Didukung Kedua Faksi Politik, Biden Ancam Jatuhi Sanksi ke Myanmar

| 02 Feb 2021 08:40
Didukung Kedua Faksi Politik, Biden Ancam Jatuhi Sanksi ke Myanmar
Presiden AS Joe Biden berbicara tentang perjuangan untuk mengatasi pandemi COVID-19, di depan potret Abraham Lincoln di Gedung Putih di Washington, AS (26/1/2021). (ANTARA FOTO/REUTERS / Kevin Lamarque/aww)

ERA.id - Presiden Amerika Serikat Joe Biden pada Senin, (1/2/2021), mengancam menerapkan lagi sanksi terhadap Myanmar menyusul kudeta oleh para pemimpin militer negara itu. Ia juga menyerukan agar dunia internasional membuat tanggapan bersama guna mendesak pelepasan kekuasaan oleh militer.

Melansir ANTARA, Biden mengutuk militer yang mengambil alih kekuasaan pemerintahan yang dipimpin sipil pada Senin dan mengutuk penahanan pemimpin terpilih dan peraih Nobel Aung San Suu Kyi sebagai "serangan langsung terhadap peralihan negara menuju demokrasi dan kekuasaan berdasar hukum."

Krisis Myanmar merupakan ujian besar pertama atas janji Biden untuk lebih banyak berkolaborasi dengan sekutu mengatasi tantangan internasional, terutama pada pengaruh China yang meningkat, bertolak belakang dengan pendekatan "America First" yang sering dilakukan sendiri oleh mantan Presiden Donald Trump.

Kecaman Biden ini menandai kesepahaman antara politisi Demokrat dan Republik.
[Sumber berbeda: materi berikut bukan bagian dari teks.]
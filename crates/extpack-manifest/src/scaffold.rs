//! HTML pages generated for enabled UI features

use std::path::{Path, PathBuf};
use tracing::debug;

use crate::errors::ManifestError;
use crate::types::Feature;

/// Render the HTML page that hosts a feature's bundle
pub fn render_page(feature: Feature, title: &str) -> String {
    let script = format!("{}.js", feature.name());
    format!(
        "<!DOCTYPE html>\n\
         <html>\n\
         \x20 <head>\n\
         \x20   <meta charset=\"utf-8\" />\n\
         \x20   <title>{title}</title>\n\
         \x20 </head>\n\
         \x20 <body>\n\
         \x20   <div id=\"__extpack\"></div>\n\
         \x20   <script src=\"./{script}\" type=\"module\"></script>\n\
         \x20 </body>\n\
         </html>\n",
        title = escape_html(title),
        script = script,
    )
}

fn escape_html(text: &str) -> String {
    let mut escaped = String::with_capacity(text.len());
    for c in text.chars() {
        match c {
            '&' => escaped.push_str("&amp;"),
            '<' => escaped.push_str("&lt;"),
            '>' => escaped.push_str("&gt;"),
            '"' => escaped.push_str("&quot;"),
            _ => escaped.push(c),
        }
    }
    escaped
}

/// Write the page for `feature` into `gen_dir`, skipping identical content
pub async fn write_page(
    gen_dir: &Path,
    feature: Feature,
    title: &str,
) -> Result<PathBuf, ManifestError> {
    tokio::fs::create_dir_all(gen_dir)
        .await
        .map_err(|e| ManifestError::io(gen_dir, e))?;

    let path = gen_dir.join(feature.page());
    let content = render_page(feature, title);

    match tokio::fs::read_to_string(&path).await {
        Ok(existing) if existing == content => {
            debug!("Scaffold up to date: {:?}", path);
            return Ok(path);
        }
        Ok(_) => {}
        Err(err) if err.kind() == std::io::ErrorKind::NotFound => {}
        Err(err) => return Err(ManifestError::io(&path, err)),
    }

    tokio::fs::write(&path, content)
        .await
        .map_err(|e| ManifestError::io(&path, e))?;
    debug!("Scaffold written: {:?}", path);
    Ok(path)
}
Faksi politik dari kedua kubu bergabung dalam mengecam kudeta dan mendesak militer Myanmar menghadapi konsekuensi.

"Komunitas internasional harus bersatu dalam satu suara untuk menekan militer Burma agar segera melepaskan kekuasaan yang mereka rebut, membebaskan para aktivis dan pejabat yang mereka tangkap," kata Biden dalam sebuah pernyataan.

"Amerika Serikat mencabut sanksi terhadap Burma selama dekade terakhir berdasarkan kemajuan menuju demokrasi. Pembalikan kemajuan itu akan membutuhkan tinjauan segera atas undang-undang dan otoritas sanksi kami, diikuti dengan tindakan yang tepat," katanya.

Biden juga meminta militer di Myanmar, negara yang juga dikenal sebagai Burma, untuk mencabut semua pembatasan telekomunikasi dan menahan diri dari kekerasan terhadap warga sipil.

Dia mengatakan Amerika Serikat "memperhatikan mereka yang berdiri bersama rakyat Burma di saat yang sulit ini."

"Kami akan bekerja dengan mitra kami di seluruh kawasan dan dunia untuk mendukung pemulihan demokrasi dan pemerintahan berdasar hukum, serta meminta pertanggungjawaban mereka yang membatalkan transisi demokrasi Burma," katanya.

Partai Liga Nasional untuk Demokrasi Suu Kyi menang telak 83 persen dalam pemilihan 8 November. Tentara mengatakan dalam mengambil alih pada Senin dini hari bahwa pihaknya telah menanggapi apa yang disebut penipuan pemilu.